I am not enough of a literary scholar to be able to tell whether the Bloomian features of misreading (of Blake, of Whitman) are evident in Ginsberg’s poetry, and Ginsberg was oddly overlooked by Bloom despite wide critical consensus that he belongs firmly in the “Western Canon.” But I have to think the emphasis on Freudian father-killing obscures a less “agonistic” channel of poetic-spiritual transmission. When I read Ginsberg’s exuberant, ecstatic poetry or even just his transcribed conversation, I detect a spring flowing unimpeded from somewhere else. It could be a universal cosmic inheritance that is being channeled by a particularly unhindered soul.
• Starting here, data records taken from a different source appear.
use std::fs::{File, OpenOptions};
use std::io::Write;
use std::path::PathBuf;

use crate::record::{Record, COLUMNS};

/// Append-only CSV destination for accepted records.
///
/// The file is not touched until the first append: a run that never starts
/// logging (or that aborts during port selection) leaves nothing on disk.
/// On first append the parent directory is created if needed, the file is
/// opened in append mode, and the header row is written iff the file is
/// empty - so appending to the output of an earlier run does not duplicate
/// the header.
pub struct CsvSink {
    path: PathBuf,
    file: Option<File>,
}

impl CsvSink {
    pub fn create(path: PathBuf) -> CsvSink {
        CsvSink { path, file: None }
    }

    /// Append one record as a CSV row. Rows land in call order - callers
    /// that need admission order preserved must serialise their calls (the
    /// session thread does, by being the only caller).
    pub fn append(&mut self, record: &Record) -> std::io::Result<()> {
        if self.file.is_none() {
            self.file = Some(self.open()?);
        }
        let file = self.file.as_mut().unwrap();
        writeln!(file, "{}", record.to_row())
    }

    fn open(&self) -> std::io::Result<File> {
        if let Some(parent) = self.path.parent() {
            if !parent.as_os_str().is_empty() {
                std::fs::create_dir_all(parent)?;
            }
        }
        let mut file = OpenOptions::new()
            .create(true)
            .append(true)
            .open(&self.path)?;
        if file.metadata()?.len() == 0 {
            writeln!(file, "{}", COLUMNS.join(","))?;
        }
        Ok(file)
    }
}
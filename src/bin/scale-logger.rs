use std::io::Write;
use std::path::PathBuf;
use std::sync::mpsc;
use std::thread;

use clap::Parser;
use serialport::{SerialPortInfo, SerialPortType};

use scalelog::sink::CsvSink;
use scalelog::{Action, Device, DeviceNotification, DEFAULT_BAUD};

/// Interactive logger for line-oriented serial scales: watch readings as
/// they stream in, record them to a CSV file under data/, and type commands
/// back to the device. Any command containing an 's' starts recording.
#[derive(Parser)]
#[command(version, about)]
struct Cli {
    /// Serial device path (e.g. /dev/ttyUSB0). Prompts for a port when omitted.
    #[arg(short, long)]
    port: Option<String>,

    /// Baud rate.
    #[arg(long, default_value_t = DEFAULT_BAUD)]
    baud: u32,

    /// Output name; readings land in data/<name>.csv. Prompts when omitted,
    /// defaulting to a timestamped name.
    #[arg(short, long)]
    output: Option<String>,
}

fn default_file_name() -> String {
    let now = time::OffsetDateTime::now_utc();
    let format = time::macros::format_description!(
        version = 2,
        "[year][month][day]_[hour][minute][second]"
    );
    format!("{}_data", now.format(&format).unwrap())
}

fn prompt_file_name() -> Option<String> {
    let default = default_file_name();
    print!("Enter the filename [{default}]: ");
    let _ = std::io::stdout().flush();

    let mut input = String::new();
    match std::io::stdin().read_line(&mut input) {
        Ok(0) | Err(_) => None,
        Ok(_) => {
            let name = input.trim();
            Some(if name.is_empty() {
                default
            } else {
                name.to_string()
            })
        }
    }
}

fn manufacturer(port: &SerialPortInfo) -> &str {
    match &port.port_type {
        SerialPortType::UsbPort(usb) => {
            usb.manufacturer.as_deref().unwrap_or("Unknown manufacturer")
        }
        _ => "Unknown manufacturer",
    }
}

/// 1-based selection against a list of `count` choices.
fn parse_selection(input: &str, count: usize) -> Option<usize> {
    match input.trim().parse::<usize>() {
        Ok(n) if (1..=count).contains(&n) => Some(n - 1),
        _ => None,
    }
}

fn select_port() -> Option<String> {
    let ports = match serialport::available_ports() {
        Ok(ports) => ports,
        Err(e) => {
            eprintln!("Failed to list serial ports: {e}");
            std::process::exit(1);
        }
    };
    if ports.is_empty() {
        eprintln!("No serial ports found");
        std::process::exit(1);
    }

    println!("Select a serial port:");
    for (i, port) in ports.iter().enumerate() {
        println!("  {}) {} - {}", i + 1, port.port_name, manufacturer(port));
    }

    let stdin = std::io::stdin();
    loop {
        print!("Port [1-{}]: ", ports.len());
        let _ = std::io::stdout().flush();

        let mut input = String::new();
        match stdin.read_line(&mut input) {
            Ok(0) | Err(_) => return None,
            Ok(_) => (),
        }
        match parse_selection(&input, ports.len()) {
            Some(index) => return Some(ports[index].port_name.clone()),
            None => println!("Invalid selection"),
        }
    }
}

fn main() {
    eprintln!("scale-logger (v{})", env!("CARGO_PKG_VERSION"));

    let cli = Cli::parse();

    let name = match cli.output {
        Some(name) => name,
        None => match prompt_file_name() {
            Some(name) => name,
            None => {
                eprintln!("No filename entered");
                return;
            }
        },
    };
    let sink = CsvSink::create(PathBuf::from("data").join(format!("{name}.csv")));

    let port_path = match cli.port {
        Some(path) => path,
        None => match select_port() {
            Some(path) => path,
            None => {
                eprintln!("No port selected");
                return;
            }
        },
    };

    let (tx_done, rx_done) = mpsc::channel();
    let tx_request_exit = tx_done.clone();
    let tx_connection_closed = tx_done.clone();

    let callback = move |notification: &DeviceNotification| match notification {
        DeviceNotification::Reading { record, recorded } => {
            if *recorded {
                println!("Logged: {:?}", record.fields());
            } else {
                println!("Not logging.. {:?}", record.fields());
            }
        }
        DeviceNotification::LoggingStarted => println!("Started logging!"),
        DeviceNotification::CommandForwarded { command } => println!("{command}"),
        DeviceNotification::PortError { message } => eprintln!("Error: {message}"),
        DeviceNotification::SinkError { message } => eprintln!("Error: {message}"),
        DeviceNotification::ConnectionClosed => {
            tx_connection_closed.send(()).unwrap();
        }
    };

    ctrlc::set_handler(move || {
        tx_request_exit.send(()).unwrap();
    })
    .unwrap();

    match Device::connect_path(port_path.clone(), cli.baud, sink, Some(callback)) {
        Ok(device) => {
            println!("Serial port {port_path} open");
            // The device must be kept alive to keep the connection alive; the
            // stdin loop owns it, so closing stdin also winds the session
            // down (via ConnectionClosed).
            thread::spawn(move || {
                for line in std::io::stdin().lines() {
                    let Ok(line) = line else {
                        break;
                    };
                    println!("Received: {line}");
                    device.perform_action(Action::OperatorInput(line));
                }
            });
            rx_done.recv().expect("rx_done failed");
        }
        Err(e) => {
            eprintln!("Failed to open {port_path}: {e}");
        }
    }
}

#[cfg(test)]
mod tests {
    use super::*;

    #[test]
    fn test_parse_selection() {
        assert_eq!(parse_selection("1", 3), Some(0));
        assert_eq!(parse_selection("3", 3), Some(2));
        assert_eq!(parse_selection(" 2 \n", 3), Some(1));
        assert_eq!(parse_selection("0", 3), None, "selection is 1-based");
        assert_eq!(parse_selection("4", 3), None);
        assert_eq!(parse_selection("", 3), None);
        assert_eq!(parse_selection("first", 3), None);
        assert_eq!(parse_selection("-1", 3), None);
        assert_eq!(parse_selection("1", 0), None);
    }

    #[test]
    fn test_default_file_name_shape() {
        let name = default_file_name();
        // YYYYMMDD_HHMMSS_data
        assert_eq!(name.len(), "20240101_000000_data".len());
        assert!(name.ends_with("_data"));
        let (date, rest) = name.split_at(8);
        assert!(date.chars().all(|c| c.is_ascii_digit()));
        assert!(rest.starts_with('_'));
        assert!(rest[1..7].chars().all(|c| c.is_ascii_digit()));
    }

    #[test]
    fn test_cli_defaults() {
        let cli = Cli::parse_from(["scale-logger"]);
        assert_eq!(cli.baud, DEFAULT_BAUD);
        assert!(cli.port.is_none());
        assert!(cli.output.is_none());
    }

    #[test]
    fn test_cli_overrides() {
        let cli = Cli::parse_from([
            "scale-logger",
            "--port",
            "/dev/ttyUSB0",
            "--baud",
            "9600",
            "--output",
            "bench_run",
        ]);
        assert_eq!(cli.port.as_deref(), Some("/dev/ttyUSB0"));
        assert_eq!(cli.baud, 9600);
        assert_eq!(cli.output.as_deref(), Some("bench_run"));
    }
}
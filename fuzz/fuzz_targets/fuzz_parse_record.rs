#![no_main]
use libfuzzer_sys::fuzz_target;

fuzz_target!(|data: &[u8]| {
    let Ok(str) = std::str::from_utf8(data) else {
        return;
    };
    let _ = scalelog::record::Record::from_line(str);
});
It could simply be his own future, bigger, smarter, wiser self—which I have argued is the true identity of the Freudian unconscious and the real source of all our creativity.**
NOTES:
*It may be possible to extract some of this power just from staring at ourselves. The exercise of gazing into a mirror for a prolonged period, something I have always avoided because it feels unlucky, seems to produce interesting paranormal phenomena, as Chris Savia explored in this article.
**The scene of Ginsberg’s “transmission,” masturbating in his apartment, is appropriate. Slavoj Žižek often expresses the cynical-sounding Lacanian idea that sex is really masturbation with a partner. My argument that psi phenomena like telepathy may really be precognition with a partner probably sounds similarly cynical; but while it may ‘queer’ the Frederic Myers idea that psi is fundamentally about human connection across great distances, I think this hypothesis opens all kinds of new ways of thinking about the power of psi to enhance our “real world” connections to others.
Consider this: We can imagine a “lateral” psychic connection to other humans in the present moment, or we can realize that through such experiences we are being drawn toward tangible physical connection to other humans in our future. Without that IRL connection in the flesh (or the text), how can we ever know it was ‘telepathy’ in any case, and not some solipsistic fantasy (even if shared by both partners)? For me, that physical (or at least, physically mediated) connection to other human beings that psi orients us toward feels ultimately more redemptive, in any case.
I noticed that all great creations of humans’ semiotic imagination – literary and artisitic works – may produce a kind of dissociative detachment if you let yourself to be immersed in them. Some music, such as one by “Depeche Mode” or “Enigma”, may indeed lead one into (slightly) altered state of consciousness if being listened alone, in a state of relaxation. Even some talented paintings seem to have this effect, if one looks into them for long, “falling” into them.
It’s magick, I suppose. Ritals and ceremonies also work that way, driving one into “changed mind” if one allow oneself to “become lost” (intentionally) in them.